**THE PROBLEM**
Some lines in the material below hold the word "info". Copy all of them.

*** SUPPLIED DATA ***

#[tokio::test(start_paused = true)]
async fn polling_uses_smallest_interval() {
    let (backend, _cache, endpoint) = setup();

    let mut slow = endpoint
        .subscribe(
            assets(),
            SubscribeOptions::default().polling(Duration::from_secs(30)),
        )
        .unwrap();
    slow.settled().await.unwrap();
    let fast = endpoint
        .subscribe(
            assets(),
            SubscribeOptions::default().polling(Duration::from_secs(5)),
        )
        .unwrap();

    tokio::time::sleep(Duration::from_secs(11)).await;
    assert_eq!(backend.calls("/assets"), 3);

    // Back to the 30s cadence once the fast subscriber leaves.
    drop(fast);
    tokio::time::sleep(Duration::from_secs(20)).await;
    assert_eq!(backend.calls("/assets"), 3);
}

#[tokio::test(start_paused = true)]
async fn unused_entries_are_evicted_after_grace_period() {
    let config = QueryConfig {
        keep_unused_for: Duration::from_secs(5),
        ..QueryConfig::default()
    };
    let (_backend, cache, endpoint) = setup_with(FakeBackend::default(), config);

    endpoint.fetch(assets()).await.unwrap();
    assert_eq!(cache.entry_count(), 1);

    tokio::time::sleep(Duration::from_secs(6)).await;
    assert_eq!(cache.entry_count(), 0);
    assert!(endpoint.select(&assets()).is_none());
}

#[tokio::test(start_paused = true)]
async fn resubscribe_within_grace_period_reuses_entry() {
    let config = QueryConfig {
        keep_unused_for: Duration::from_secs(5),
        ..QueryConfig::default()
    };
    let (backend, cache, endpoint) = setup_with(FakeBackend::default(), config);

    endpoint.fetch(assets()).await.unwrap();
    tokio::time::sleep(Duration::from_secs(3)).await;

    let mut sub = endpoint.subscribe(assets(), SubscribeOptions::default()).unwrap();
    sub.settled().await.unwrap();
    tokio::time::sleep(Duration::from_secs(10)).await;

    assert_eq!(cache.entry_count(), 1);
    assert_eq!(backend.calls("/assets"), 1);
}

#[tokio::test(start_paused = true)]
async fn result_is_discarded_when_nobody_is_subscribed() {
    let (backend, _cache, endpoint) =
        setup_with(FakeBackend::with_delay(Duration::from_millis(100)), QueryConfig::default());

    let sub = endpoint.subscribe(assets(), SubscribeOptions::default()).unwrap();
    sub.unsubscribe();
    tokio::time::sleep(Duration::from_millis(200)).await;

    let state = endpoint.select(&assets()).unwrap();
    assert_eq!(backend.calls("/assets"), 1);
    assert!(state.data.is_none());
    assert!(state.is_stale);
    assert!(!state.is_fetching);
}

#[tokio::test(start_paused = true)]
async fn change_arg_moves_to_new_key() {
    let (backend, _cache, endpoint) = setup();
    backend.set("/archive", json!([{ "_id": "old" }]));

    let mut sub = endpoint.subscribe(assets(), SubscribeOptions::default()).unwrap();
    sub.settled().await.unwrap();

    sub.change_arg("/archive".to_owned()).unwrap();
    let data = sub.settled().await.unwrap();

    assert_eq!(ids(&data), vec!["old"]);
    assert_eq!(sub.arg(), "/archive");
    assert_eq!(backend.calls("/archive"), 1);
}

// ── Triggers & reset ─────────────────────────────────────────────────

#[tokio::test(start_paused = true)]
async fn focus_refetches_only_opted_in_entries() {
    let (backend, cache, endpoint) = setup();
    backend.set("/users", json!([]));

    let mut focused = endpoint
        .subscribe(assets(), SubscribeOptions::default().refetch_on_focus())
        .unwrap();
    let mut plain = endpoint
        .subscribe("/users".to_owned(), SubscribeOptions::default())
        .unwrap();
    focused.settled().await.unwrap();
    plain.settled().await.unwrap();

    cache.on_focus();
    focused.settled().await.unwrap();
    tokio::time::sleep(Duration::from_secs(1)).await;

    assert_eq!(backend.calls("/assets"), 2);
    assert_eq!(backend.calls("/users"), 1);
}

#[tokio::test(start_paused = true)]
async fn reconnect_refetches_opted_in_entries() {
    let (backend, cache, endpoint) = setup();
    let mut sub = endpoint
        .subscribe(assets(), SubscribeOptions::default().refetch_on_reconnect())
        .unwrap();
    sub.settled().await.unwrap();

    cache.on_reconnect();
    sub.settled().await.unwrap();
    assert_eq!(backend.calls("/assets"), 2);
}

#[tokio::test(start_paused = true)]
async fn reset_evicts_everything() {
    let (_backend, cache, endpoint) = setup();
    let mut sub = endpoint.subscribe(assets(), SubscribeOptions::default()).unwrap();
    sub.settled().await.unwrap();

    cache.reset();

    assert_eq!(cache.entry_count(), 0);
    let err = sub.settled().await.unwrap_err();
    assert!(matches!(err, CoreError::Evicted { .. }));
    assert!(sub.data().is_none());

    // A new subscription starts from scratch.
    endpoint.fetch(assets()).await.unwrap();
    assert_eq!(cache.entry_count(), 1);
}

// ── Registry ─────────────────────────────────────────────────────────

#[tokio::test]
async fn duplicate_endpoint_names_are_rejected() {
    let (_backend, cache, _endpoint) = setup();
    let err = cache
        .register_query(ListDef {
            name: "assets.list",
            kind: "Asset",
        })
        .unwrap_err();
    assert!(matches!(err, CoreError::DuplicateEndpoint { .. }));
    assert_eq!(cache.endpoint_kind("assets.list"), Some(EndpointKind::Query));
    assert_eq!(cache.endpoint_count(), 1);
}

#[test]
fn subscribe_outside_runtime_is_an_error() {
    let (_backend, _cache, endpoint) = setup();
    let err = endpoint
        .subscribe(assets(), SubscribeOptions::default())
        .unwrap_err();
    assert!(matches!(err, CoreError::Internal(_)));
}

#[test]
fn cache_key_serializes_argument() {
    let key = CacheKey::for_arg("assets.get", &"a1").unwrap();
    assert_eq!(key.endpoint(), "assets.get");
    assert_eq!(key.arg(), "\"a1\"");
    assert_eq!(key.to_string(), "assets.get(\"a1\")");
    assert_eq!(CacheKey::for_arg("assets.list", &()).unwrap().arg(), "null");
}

*** End of SUPPLIED DATA ***
*** SUPPLIED DATA ***

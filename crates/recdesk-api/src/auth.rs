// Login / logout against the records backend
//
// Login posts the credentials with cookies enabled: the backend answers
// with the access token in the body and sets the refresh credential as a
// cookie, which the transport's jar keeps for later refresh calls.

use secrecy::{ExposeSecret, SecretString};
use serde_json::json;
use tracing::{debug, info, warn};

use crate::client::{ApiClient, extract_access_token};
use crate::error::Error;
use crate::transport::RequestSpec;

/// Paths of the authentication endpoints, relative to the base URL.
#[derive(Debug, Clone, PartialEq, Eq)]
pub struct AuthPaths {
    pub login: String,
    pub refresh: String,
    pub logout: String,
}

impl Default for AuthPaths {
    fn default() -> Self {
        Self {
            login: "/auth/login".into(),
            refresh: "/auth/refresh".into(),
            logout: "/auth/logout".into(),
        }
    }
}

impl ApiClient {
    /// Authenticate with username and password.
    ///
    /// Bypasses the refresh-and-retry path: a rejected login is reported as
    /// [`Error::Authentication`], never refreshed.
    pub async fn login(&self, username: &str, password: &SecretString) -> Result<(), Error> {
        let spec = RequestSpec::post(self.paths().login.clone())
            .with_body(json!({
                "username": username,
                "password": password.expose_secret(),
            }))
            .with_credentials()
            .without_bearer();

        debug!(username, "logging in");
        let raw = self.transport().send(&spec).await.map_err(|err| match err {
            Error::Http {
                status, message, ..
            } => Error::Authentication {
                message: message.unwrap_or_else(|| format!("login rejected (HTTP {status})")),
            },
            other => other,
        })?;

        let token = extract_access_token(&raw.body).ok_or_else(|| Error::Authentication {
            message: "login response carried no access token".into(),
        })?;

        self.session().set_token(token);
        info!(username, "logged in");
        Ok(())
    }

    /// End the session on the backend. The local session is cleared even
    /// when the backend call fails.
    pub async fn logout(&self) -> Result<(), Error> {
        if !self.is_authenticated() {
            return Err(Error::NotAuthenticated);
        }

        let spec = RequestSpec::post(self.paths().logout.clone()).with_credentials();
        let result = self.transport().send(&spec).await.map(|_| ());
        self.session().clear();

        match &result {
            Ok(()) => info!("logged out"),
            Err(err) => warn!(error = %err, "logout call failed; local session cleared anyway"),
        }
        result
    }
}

*** End of SUPPLIED DATA ***
*** SUPPLIED DATA ***

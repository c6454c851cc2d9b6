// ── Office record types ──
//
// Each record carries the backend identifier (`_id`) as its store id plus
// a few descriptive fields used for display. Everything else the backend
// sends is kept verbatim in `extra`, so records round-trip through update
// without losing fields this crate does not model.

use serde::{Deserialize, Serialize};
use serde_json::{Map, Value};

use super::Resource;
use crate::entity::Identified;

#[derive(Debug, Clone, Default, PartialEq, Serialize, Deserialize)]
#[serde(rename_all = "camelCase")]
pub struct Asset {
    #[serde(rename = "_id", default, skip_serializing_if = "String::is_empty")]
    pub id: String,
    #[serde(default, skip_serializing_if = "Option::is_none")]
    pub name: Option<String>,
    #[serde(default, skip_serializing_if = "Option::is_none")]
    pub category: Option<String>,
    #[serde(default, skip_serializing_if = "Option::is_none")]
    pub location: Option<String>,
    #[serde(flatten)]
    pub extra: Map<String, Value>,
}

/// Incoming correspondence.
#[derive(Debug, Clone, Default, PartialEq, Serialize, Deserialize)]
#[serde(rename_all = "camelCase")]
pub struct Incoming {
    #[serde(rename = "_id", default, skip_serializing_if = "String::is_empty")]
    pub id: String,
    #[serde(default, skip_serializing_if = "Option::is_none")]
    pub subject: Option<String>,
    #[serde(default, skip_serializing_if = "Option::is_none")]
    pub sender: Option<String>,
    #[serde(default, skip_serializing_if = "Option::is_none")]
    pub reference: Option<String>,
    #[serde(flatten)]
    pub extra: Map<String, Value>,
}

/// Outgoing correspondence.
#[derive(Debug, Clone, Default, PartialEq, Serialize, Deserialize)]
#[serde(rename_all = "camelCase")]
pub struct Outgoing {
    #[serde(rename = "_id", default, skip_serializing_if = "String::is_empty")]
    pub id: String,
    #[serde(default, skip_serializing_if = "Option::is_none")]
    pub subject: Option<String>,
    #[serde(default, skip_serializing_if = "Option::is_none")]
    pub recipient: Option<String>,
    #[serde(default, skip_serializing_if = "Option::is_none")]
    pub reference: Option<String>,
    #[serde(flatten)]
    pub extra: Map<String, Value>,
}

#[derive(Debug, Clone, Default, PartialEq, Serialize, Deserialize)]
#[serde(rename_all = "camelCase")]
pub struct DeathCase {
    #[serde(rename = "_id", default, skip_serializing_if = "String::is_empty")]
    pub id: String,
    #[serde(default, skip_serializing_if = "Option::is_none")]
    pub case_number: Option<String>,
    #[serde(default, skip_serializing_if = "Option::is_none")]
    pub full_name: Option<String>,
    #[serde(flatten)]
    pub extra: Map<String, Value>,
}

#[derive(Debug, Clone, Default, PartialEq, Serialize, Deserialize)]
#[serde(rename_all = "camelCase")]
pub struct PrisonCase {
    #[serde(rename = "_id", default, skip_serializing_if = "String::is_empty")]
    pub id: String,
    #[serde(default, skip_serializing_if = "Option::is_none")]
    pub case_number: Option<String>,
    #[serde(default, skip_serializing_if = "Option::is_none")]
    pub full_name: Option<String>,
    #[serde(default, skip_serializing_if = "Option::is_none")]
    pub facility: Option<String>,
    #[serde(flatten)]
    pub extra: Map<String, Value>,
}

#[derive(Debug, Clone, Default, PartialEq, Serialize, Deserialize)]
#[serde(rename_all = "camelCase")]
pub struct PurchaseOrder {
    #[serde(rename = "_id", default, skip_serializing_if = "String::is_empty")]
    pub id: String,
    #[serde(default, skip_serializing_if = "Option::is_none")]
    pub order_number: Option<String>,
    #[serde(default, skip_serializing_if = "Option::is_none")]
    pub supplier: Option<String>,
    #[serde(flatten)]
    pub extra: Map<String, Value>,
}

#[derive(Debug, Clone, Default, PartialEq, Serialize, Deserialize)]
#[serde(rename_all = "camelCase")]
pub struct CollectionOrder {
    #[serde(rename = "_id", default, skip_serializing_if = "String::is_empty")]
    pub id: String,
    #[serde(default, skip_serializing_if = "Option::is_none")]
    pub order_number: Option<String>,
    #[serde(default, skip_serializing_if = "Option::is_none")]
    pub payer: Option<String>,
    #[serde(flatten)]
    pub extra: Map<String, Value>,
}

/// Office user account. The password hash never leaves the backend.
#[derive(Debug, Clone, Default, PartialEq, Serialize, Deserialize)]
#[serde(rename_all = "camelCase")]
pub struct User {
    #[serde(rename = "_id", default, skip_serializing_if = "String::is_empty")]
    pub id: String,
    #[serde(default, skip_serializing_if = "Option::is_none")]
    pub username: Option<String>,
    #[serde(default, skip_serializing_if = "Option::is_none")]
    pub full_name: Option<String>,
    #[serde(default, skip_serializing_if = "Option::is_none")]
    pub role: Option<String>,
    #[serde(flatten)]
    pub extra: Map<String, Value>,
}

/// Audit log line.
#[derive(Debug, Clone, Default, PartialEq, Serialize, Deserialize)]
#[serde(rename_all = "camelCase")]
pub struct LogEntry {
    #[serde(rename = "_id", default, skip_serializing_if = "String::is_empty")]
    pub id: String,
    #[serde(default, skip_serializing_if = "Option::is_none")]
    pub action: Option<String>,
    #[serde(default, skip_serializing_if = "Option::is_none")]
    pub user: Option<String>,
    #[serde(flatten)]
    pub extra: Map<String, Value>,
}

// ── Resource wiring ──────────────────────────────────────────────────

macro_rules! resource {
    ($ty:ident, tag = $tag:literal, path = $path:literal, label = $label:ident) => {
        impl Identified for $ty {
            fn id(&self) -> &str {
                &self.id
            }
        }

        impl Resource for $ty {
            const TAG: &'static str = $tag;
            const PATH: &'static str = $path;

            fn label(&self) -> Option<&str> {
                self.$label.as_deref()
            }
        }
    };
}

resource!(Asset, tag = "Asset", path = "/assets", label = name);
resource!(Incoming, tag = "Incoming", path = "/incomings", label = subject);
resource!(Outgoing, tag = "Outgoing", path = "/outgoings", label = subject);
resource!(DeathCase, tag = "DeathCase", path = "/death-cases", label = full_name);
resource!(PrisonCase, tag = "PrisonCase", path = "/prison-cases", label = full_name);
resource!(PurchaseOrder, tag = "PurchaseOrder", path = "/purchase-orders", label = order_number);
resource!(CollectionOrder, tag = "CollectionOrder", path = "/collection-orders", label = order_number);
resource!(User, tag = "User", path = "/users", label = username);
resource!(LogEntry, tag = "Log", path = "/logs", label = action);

*** End of SUPPLIED DATA ***

**ANSWER TO THIS PROBLEM**
use tracing::{debug, info, warn};
        info!(username, "logged in");
            Ok(()) => info!("logged out"),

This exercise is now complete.